Since I had to be in Miami for the ICMC and since it appeared to be nearly impossible to get out of San Francisco on a Hallowe’en flight, I scampered off early Sunday morning for a lengthy set of flights to Miami, where I was destined to be the sole corporate standard bearer in the surround-sound hive of scum and villainy more commonly known as the International Computer Music Assocation’s annual conference. Well, there’s very little scum (unless you count the way that a Mochito looks. It’s a drink made with rum that tastes much better than it looks, trust me), and even less villainy. But a good writer creates mystery and interest by the clever use of language. So I’ll go sit quietly for a while and try to distill my week in Sunny Miami for the next outing.

IRCAM Real-Time Applications team releases FTM 1.0

FTM is a shared library for Max/MSP providing a small and simple real-time object system and optimized services to be used within Max/MSP externals.

FTM = data structures

  • visualization/editors
  • file import/export (SDIF, MIDI, …)
  • operators (expressions and externals)

The basic idea of FTM is to extend the data types exchanged between the objects in a Max/MSP patch by complex data structures such as sequences, matrices, dictionaries, break point functions, tuples and whatever might seem helpful for the processing of music, sound and motion capture data.

FTM home page: http://ftm.ircam.fr/index.php/Main_Page

FTM intro: http://ftm.ircam.fr/index.php/A_brief_introduction_to_FTM

Gluion now available

Sukandar Kartadinata writes:

please note the website update regarding the gluion sensor interface: http://www.glui.de/prod/gluion.html

The gluion interfaces sensors to your computer via OSC so can be used with Max/MSP, pd, or SuperCollider (among others). One special feature of the gluion is its ability to connect digital sensors – be it simple rotary encoders, ultrasound distance measurement, or intelligent sensors with serial interfaces. The gluion is now available in limited quantities. Pricing depends on enclosure version and starts at 444 Euros.

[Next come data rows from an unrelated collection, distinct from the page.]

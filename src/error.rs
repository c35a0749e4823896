//! Error types for voicedesk
//!
//! Centralized error handling using thiserror.

use thiserror::Error;

/// All error types that can occur in voicedesk
#[derive(Debug, Error)]
pub enum VoiceDeskError {
    /// Agent name did not match any known agent
    #[error("Unknown agent: {0}")]
    UnknownAgent(String),

    /// Tool arguments or a tool-call line could not be understood
    #[error("Invalid input: {0}")]
    InvalidInput(String),

    /// JSON file persistence error
    #[error("Storage error: {0}")]
    Storage(String),

    /// Configuration could not be loaded or is invalid
    #[error("Config error: {0}")]
    Config(String),

    /// IO error
    #[error("IO error: {0}")]
    Io(#[from] std::io::Error),

    /// JSON serialization/deserialization error
    #[error("JSON error: {0}")]
    Json(#[from] serde_json::Error),

    /// YAML config parse error
    #[error("YAML error: {0}")]
    Yaml(#[from] serde_yaml::Error),
}

/// Result type alias for voicedesk operations
pub type Result<T> = std::result::Result<T, VoiceDeskError>;
//! Grocery catalog and recipe bundles.

use std::collections::BTreeMap;
use std::path::Path;

use serde::{Deserialize, Serialize};

use crate::error::Result;
use crate::store;

#[derive(Debug, Clone, PartialEq, Serialize, Deserialize)]
pub struct CatalogItem {
    pub name: String,
    pub price: f64,
    #[serde(default, skip_serializing_if = "Option::is_none")]
    pub category: Option<String>,
    #[serde(default, skip_serializing_if = "Option::is_none")]
    pub unit: Option<String>,
}

/// On-disk layouts accepted for the catalog file
#[derive(Debug, Deserialize)]
#[serde(untagged)]
enum CatalogFile {
    Bare(Vec<CatalogItem>),
    Full {
        #[serde(default)]
        items: Vec<CatalogItem>,
        #[serde(default)]
        recipes: BTreeMap<String, Vec<String>>,
    },
}

impl Default for CatalogFile {
    fn default() -> Self {
        CatalogFile::Bare(Vec::new())
    }
}

fn normalize(name: &str) -> String {
    name.trim().to_lowercase()
}

#[derive(Debug, Clone, Default, PartialEq)]
pub struct Catalog {
    pub items: Vec<CatalogItem>,
    /// Recipe name -> catalog item names
    pub recipes: BTreeMap<String, Vec<String>>,
}

impl Catalog {
    /// Load the catalog file; a missing file yields an empty catalog.
    pub fn load(path: &Path) -> Result<Self> {
        Ok(store::load_or_default::<CatalogFile>(path, "Catalog")?.into())
    }

    pub fn from_value(value: serde_json::Value) -> serde_json::Result<Self> {
        Ok(serde_json::from_value::<CatalogFile>(value)?.into())
    }

    /// Case-insensitive lookup, falling back to a naive singular ("eggs" -> "egg").
    pub fn find(&self, name: &str) -> Option<&CatalogItem> {
        let wanted = normalize(name);
        let exact = self.items.iter().find(|i| normalize(&i.name) == wanted);
        exact.or_else(|| {
            let singular = wanted.strip_suffix("es").into_iter().chain(wanted.strip_suffix('s'));
            singular
                .filter(|s| !s.is_empty())
                .find_map(|s| self.items.iter().find(|i| normalize(&i.name) == s))
        })
    }

    /// Items in a category (case-insensitive), or all items
    pub fn in_category(&self, category: Option<&str>) -> Vec<&CatalogItem> {
        match category.map(normalize) {
            Some(wanted) => self
                .items
                .iter()
                .filter(|i| i.category.as_deref().map(normalize).as_deref() == Some(wanted.as_str()))
                .collect(),
            None => self.items.iter().collect(),
        }
    }

    pub fn recipe(&self, name: &str) -> Option<&Vec<String>> {
        let wanted = normalize(name);
        self.recipes
            .iter()
            .find(|(recipe, _)| normalize(recipe) == wanted)
            .map(|(_, items)| items)
    }
}

impl From<CatalogFile> for Catalog {
    fn from(file: CatalogFile) -> Self {
        match file {
            CatalogFile::Bare(items) => Catalog {
                items,
                recipes: BTreeMap::new(),
            },
            CatalogFile::Full { items, recipes } => Catalog { items, recipes },
        }
    }
}

#[cfg(test)]
mod tests {
    use super::*;
    use serde_json::json;

    fn catalog() -> Catalog {
        Catalog::from_value(json!({
            "items": [
                {"name": "Bread", "price": 40.0, "category": "Bakery"},
                {"name": "Peanut Butter", "price": 180.0, "category": "Pantry"},
                {"name": "Egg", "price": 7.5, "category": "Dairy", "unit": "piece"},
                {"name": "Tomato", "price": 30.0, "category": "Produce", "unit": "kg"}
            ],
            "recipes": {"Peanut Butter Sandwich": ["bread", "peanut butter", "jam"]}
        }))
        .unwrap()
    }

    #[test]
    fn test_find_case_insensitive() {
        assert_eq!(catalog().find("  bread ").unwrap().price, 40.0);
        assert!(catalog().find("caviar").is_none());
    }

    #[test]
    fn test_find_plural() {
        assert_eq!(catalog().find("eggs").unwrap().name, "Egg");
        assert_eq!(catalog().find("tomatoes").unwrap().name, "Tomato");
    }

    #[test]
    fn test_in_category() {
        let catalog = catalog();
        let dairy = catalog.in_category(Some("dairy"));
        assert_eq!(dairy.len(), 1);
        assert_eq!(dairy[0].name, "Egg");
        assert_eq!(catalog.in_category(None).len(), 4);
    }

    #[test]
    fn test_recipe_lookup() {
        let catalog = catalog();
        let items = catalog.recipe("peanut butter sandwich").unwrap();
        assert_eq!(items.len(), 3);
        assert!(catalog.recipe("pizza").is_none());
    }

    #[test]
    fn test_bare_layout_and_missing_file() {
        let catalog = Catalog::from_value(json!([{"name": "Milk", "price": 28}])).unwrap();
        assert_eq!(catalog.items[0].price, 28.0);
        assert!(catalog.recipes.is_empty());

        let dir = tempfile::tempdir().unwrap();
        assert_eq!(Catalog::load(&dir.path().join("catalog.json")).unwrap(), Catalog::default());
    }
}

Jasch_objects_0.2.1 released / ported to windows

jasch writes, ” i’m happy to announce the release of version 0.2.1 of my externals and the port of the objects to windows.”

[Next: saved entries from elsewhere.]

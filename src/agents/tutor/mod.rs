//! Active recall tutor agent
//!
//! Tracks which topic the learner picked and whether the tutor is explaining
//! (learn), asking (quiz) or listening to the learner explain (teach_back).
//! Each mode has its own TTS voice so the learner can hear the switch.

mod content;
mod tools;

pub use content::{Topic, TutorMode, TutorState, load_topics};
pub use tools::{GetActivityTool, GetStateTool, ListTopicsTool, SelectTopicTool, SetModeTool};

use std::sync::Arc;

use tokio::sync::Mutex;

use super::{Agent, AgentKind};
use crate::config::{GlobalConfig, TutorVoices};
use crate::error::Result;
use crate::tools::ToolExecutor;

pub const INSTRUCTIONS: &str = "You are an active recall coach. \
Greet the learner, offer the available topics from list_topics and ask which one they want. \
Select it with select_topic, then ask which mode they prefer: learn (you explain), \
quiz (you ask questions) or teach_back (they explain it to you). Switch with set_mode whenever \
they ask. Use get_activity to get the material for the current mode and stay within it. \
In teach_back mode, give short, encouraging feedback on what they got right and what they missed.";

/// Session state shared by the tutor tools
pub struct TutorDesk {
    topics: Vec<Topic>,
    voices: TutorVoices,
    state: Mutex<TutorState>,
}

impl TutorDesk {
    pub fn new(topics: Vec<Topic>, voices: TutorVoices) -> Self {
        Self {
            topics,
            voices,
            state: Mutex::new(TutorState::default()),
        }
    }

    pub fn topics(&self) -> &[Topic] {
        &self.topics
    }

    pub fn voices(&self) -> &TutorVoices {
        &self.voices
    }

    pub fn topic(&self, id: &str) -> Option<&Topic> {
        let wanted = id.trim().to_lowercase();
        self.topics.iter().find(|t| t.id.to_lowercase() == wanted)
    }

    pub async fn state(&self) -> TutorState {
        self.state.lock().await.clone()
    }

    pub async fn select(&self, topic: Topic) -> TutorState {
        let mut state = self.state.lock().await;
        state.topic_id = Some(topic.id.clone());
        state.topic_data = Some(topic);
        state.clone()
    }

    pub async fn set_mode(&self, mode: TutorMode) -> TutorState {
        let mut state = self.state.lock().await;
        state.mode = mode;
        state.clone()
    }
}

/// Build the tutor agent from config
pub fn agent(config: &GlobalConfig) -> Result<Agent> {
    let topics = load_topics(&config.paths.tutor_content)?;
    log::info!(
        "Tutor agent loaded {} topics from {}",
        topics.len(),
        config.paths.tutor_content.display()
    );
    let desk = Arc::new(TutorDesk::new(topics, config.tutor.voices.clone()));

    let mut session = config.session.clone();
    session.tts_voice = TutorMode::default().voice(desk.voices()).to_string();

    let executor = ToolExecutor::new()
        .with_tool(ListTopicsTool::new(desk.clone()))
        .with_tool(SelectTopicTool::new(desk.clone()))
        .with_tool(SetModeTool::new(desk.clone()))
        .with_tool(GetActivityTool::new(desk.clone()))
        .with_tool(GetStateTool::new(desk));

    Ok(Agent::new(AgentKind::Tutor, INSTRUCTIONS, session, executor))
}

Fingerworks: iGesture SDK released

Juha Vehviläinen writes “Fingerworks have released a new firmware and sdk for their multi-touch devices that allow output of raw finger position data. I’ve made an external to grab this data, available here:

http://pinktwins.com/iGesture.zip (OS X compiled).”

Related links: http://fingerworks.com

http://pinktwins.com

The device tracks up to nine fingers simultaneously. For each finger you get path id, x and y position and velocity, proximity (area of contact), orientation and eccentricity. The refresh rate is about 100-120 Hz. I haven’t measured the x and y resolution, but scaling to something like 400×400 is still very smooth. I’d say it’s better than midi/Kaospad and less than a Wacom. The surface of the device is flat despite the numpad picture. You can use it through plastic – I’m planning to put white plastic on it to project images on the controller. Note that you need the NumPad to get finger data, I’m told the iGesture iPad doesn’t have this feature. I don’t know about the keyboard model. Not to make this a marketing speech (I don’t work for Fingerworks) but I was very positively surprised by this device. I’d recommend it to anyone using their finger to play music.

JazzMutant: Lemur

Recently there’s been a lot of talk about this new multitouch LCD controller. JazzMutant website.

“LEMUR is a handy and modular touchpanel based controller designed for audio and multimedia real-time applications. Our technology associates multitouch capabilities with visual display. LEMUR is provided with an extensible library of User Interface Objects such as faders, switchs, pads, keyboards, strings, etc.”